Identifying Criegee Intermediates As Potential Oxidants In The Troposphere

Abstract:

Criegee intermediates (CI) are formed during the ozonolysis of unsaturated compounds and have been intensively studied in the last few years due to their possible role as oxidants in the troposphere. Stabilised CI (SCI) are now known to react very rapidly, k(298 K) = 10^-12 to 10^-10 cm³ molecule^-1 s^-1, with a large number of trace gases (SO₂, NO₂, organic acids, water dimers). An assessment of their effective oxidative capacity remain challenging as, CI chemistry is complex, it spans a large range of rate coefficients for different SCI conformers reacting with water dimers and trace gases, and in addition, no reliable measurement technique able to detect ambient SCI concentrations is currently available.

In this study, we examine the extensive dataset from the HUMPPA-COPEC 2010 and the HOPE 2012 field campaigns, aided by literature data, to estimate the abundance of SCI in the lower troposphere. The budget of SCI is analyzed using four different approaches: 1) based on an observed yet unexplained H₂SO₄ production; 2) from the measured concentrations of unsaturated volatile organic compounds (VOC); 3) from OH reactivity measurements; 4) from the unexplained production rate of OH. A SCI concentration range between 5 x 10³ and 2 x 10⁶ molecule cm^-3 is calculated for the two environments. The weighted mean estimate of the SCI concentration over the boreal forest of ~ 5 x 10⁴ molecules cm^-3 implies a significant impact on the conversion of SO₂ into H₂SO₄.

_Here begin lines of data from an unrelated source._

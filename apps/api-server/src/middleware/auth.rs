//! Bearer-token authentication extractor.

use actix_web::http::{StatusCode, header};
use actix_web::{FromRequest, HttpRequest, HttpResponse, dev::Payload, web};
use std::future::{Ready, ready};

use inkwell_core::ports::{AuthError, TokenClaims};
use inkwell_shared::ErrorResponse;

use crate::middleware::error::AppError;
use crate::state::AppState;

/// Authenticated user identity extractor.
///
/// Use this in handlers to require authentication:
/// ```ignore
/// async fn protected_route(identity: Identity) -> impl Responder {
///     format!("Hello, {}!", identity.user_id)
/// }
/// ```
#[derive(Debug, Clone, Copy, PartialEq, Eq)]
pub struct Identity {
    pub user_id: uuid::Uuid,
}

impl From<TokenClaims> for Identity {
    fn from(claims: TokenClaims) -> Self {
        Self {
            user_id: claims.user_id,
        }
    }
}

/// Error type for authentication failures.
#[derive(Debug)]
pub struct AuthenticationError(pub AuthError);

impl std::fmt::Display for AuthenticationError {
    fn fmt(&self, f: &mut std::fmt::Formatter<'_>) -> std::fmt::Result {
        write!(f, "{}", self.0)
    }
}

impl actix_web::ResponseError for AuthenticationError {
    fn status_code(&self) -> StatusCode {
        match &self.0 {
            AuthError::TokenExpired
            | AuthError::InvalidToken(_)
            | AuthError::MissingAuth
            | AuthError::InvalidCredentials => StatusCode::UNAUTHORIZED,
            AuthError::TokenCreation(_) | AuthError::HashingError(_) => {
                StatusCode::INTERNAL_SERVER_ERROR
            }
        }
    }

    fn error_response(&self) -> HttpResponse {
        let error = match &self.0 {
            AuthError::TokenExpired => ErrorResponse::new(401, "Token Expired")
                .with_detail("Your authentication token has expired. Please login again."),
            AuthError::InvalidToken(msg) => {
                ErrorResponse::new(401, "Invalid Token").with_detail(msg.clone())
            }
            AuthError::MissingAuth => ErrorResponse::new(401, "Authentication Required")
                .with_detail("Please provide a valid Bearer token in the Authorization header."),
            AuthError::InvalidCredentials => {
                ErrorResponse::unauthorized().with_detail("Invalid credentials")
            }
            AuthError::TokenCreation(msg) | AuthError::HashingError(msg) => {
                tracing::error!("Authentication failure: {}", msg);
                ErrorResponse::internal_error()
            }
        };

        HttpResponse::build(self.status_code()).json(error)
    }
}

fn bearer_token(req: &HttpRequest) -> Result<&str, AuthError> {
    let auth_header = req
        .headers()
        .get(header::AUTHORIZATION)
        .ok_or(AuthError::MissingAuth)?;

    let auth_str = auth_header
        .to_str()
        .map_err(|_| AuthError::InvalidToken("Invalid authorization header".to_string()))?;

    // Parse "Bearer <token>"
    let token = auth_str
        .strip_prefix("Bearer ")
        .map(str::trim)
        .filter(|t| !t.is_empty())
        .ok_or_else(|| AuthError::InvalidToken("Expected Bearer token".to_string()))?;

    Ok(token)
}

fn authenticate(req: &HttpRequest) -> Result<Identity, actix_web::Error> {
    let state = req.app_data::<web::Data<AppState>>().ok_or_else(|| {
        AppError::Internal("AppState not found in app data".to_string())
    })?;

    bearer_token(req)
        .and_then(|token| state.accounts.authenticate(token))
        .map(Identity::from)
        .map_err(|e| {
            tracing::debug!(error = %e, "Rejected bearer token");
            AuthenticationError(e).into()
        })
}

impl FromRequest for Identity {
    type Error = actix_web::Error;
    type Future = Ready<Result<Self, Self::Error>>;

    fn from_request(req: &HttpRequest, _payload: &mut Payload) -> Self::Future {
        ready(authenticate(req))
    }
}
#[cfg(feature = "postgres")]
use std::sync::Arc;
use std::time::Duration;

#[cfg(feature = "postgres")]
use sea_orm::{ConnectOptions, Database, DbConn, DbErr};

/// Configuration for the blog database.
#[derive(Debug, Clone)]
pub struct DatabaseConfig {
    pub url: String,
    pub max_connections: u32,
    pub min_connections: u32,
    pub connect_timeout: Duration,
}

impl DatabaseConfig {
    pub fn new(url: impl Into<String>) -> Self {
        Self {
            url: url.into(),
            max_connections: 100,
            min_connections: 10,
            connect_timeout: Duration::from_secs(10),
        }
    }
}

/// Connection pool holder.
///
/// # Example
/// ```ignore
/// let db = DatabaseConnections::init(&config).await?;
/// let posts = PostgresPostRepository::new(db.main.clone());
/// ```
#[cfg(feature = "postgres")]
pub struct DatabaseConnections {
    pub main: Arc<DbConn>,
}

#[cfg(not(feature = "postgres"))]
pub struct DatabaseConnections;

#[cfg(feature = "postgres")]
impl DatabaseConnections {
    /// Open the connection pool described by `config`.
    pub async fn init(config: &DatabaseConfig) -> Result<Self, DbErr> {
        tracing::info!("Initializing database connection...");

        let opts = ConnectOptions::new(&config.url)
            .max_connections(config.max_connections)
            .min_connections(config.min_connections)
            .connect_timeout(config.connect_timeout)
            .idle_timeout(Duration::from_secs(300))
            .sqlx_logging(true)
            .to_owned();

        let main = Database::connect(opts).await?;
        tracing::info!("Database connected (pool: {})", config.max_connections);

        Ok(Self {
            main: Arc::new(main),
        })
    }

    /// Round-trip a trivial query; used by the health endpoint.
    pub async fn ping(&self) -> Result<(), DbErr> {
        self.main.ping().await
    }
}
/// Derive a URL slug from a title.
///
/// Lowercases the input, turns every run of characters outside `[a-z0-9]`
/// into a single `-`, and drops leading and trailing hyphens. The result may
/// be empty when the input has no ASCII letters or digits.
pub fn slugify(input: &str) -> String {
    let mut slug = String::with_capacity(input.len());
    let mut pending_hyphen = false;

    for ch in input.chars().flat_map(char::to_lowercase) {
        if ch.is_ascii_lowercase() || ch.is_ascii_digit() {
            if pending_hyphen && !slug.is_empty() {
                slug.push('-');
            }
            pending_hyphen = false;
            slug.push(ch);
        } else {
            pending_hyphen = true;
        }
    }

    slug
}

#[cfg(test)]
mod tests {
    use super::*;

    #[test]
    fn test_slugify_basic_title() {
        assert_eq!(slugify("My First Post!"), "my-first-post");
    }

    #[test]
    fn test_slugify_collapses_symbol_runs() {
        assert_eq!(slugify("Rust -- & -- Go"), "rust-go");
        assert_eq!(slugify("a___b"), "a-b");
    }

    #[test]
    fn test_slugify_strips_edges() {
        assert_eq!(slugify("  --Hello--  "), "hello");
        assert_eq!(slugify("!!!2024 recap???"), "2024-recap");
    }

    #[test]
    fn test_slugify_equivalent_titles_collide() {
        assert_eq!(slugify("Hello World!"), "hello-world");
        assert_eq!(slugify("hello, world"), "hello-world");
    }

    #[test]
    fn test_slugify_non_ascii_is_replaced() {
        assert_eq!(slugify("Café au lait"), "caf-au-lait");
        assert_eq!(slugify("日本語"), "");
    }

    #[test]
    fn test_slugify_all_symbols_is_empty() {
        assert_eq!(slugify("?!#"), "");
        assert_eq!(slugify(""), "");
    }
}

In addition, we present measurements obtained using our inlet pre-injector laser-induced fluorescence assay by gas expansion technique (IPI-LIF-FAGE) for the above-mentioned campaigns. A recent laboratory study performed with the same instrumental setup showed that the IPI-LIF-FAGE system is sensitive to the detection of the OH formed from unimolecular decomposition of SCI. In order to investigate the applicability of the laboratory findings to the ambient data, measurement of the background OH (OH_bg), the signal detected by the IPI-LIF-FAGE after the removal of ambient OH, measured during the two field campaigns are represented in comparison with many other trace gases to assess if the observations in controlled conditions are transferable to ambient conditions.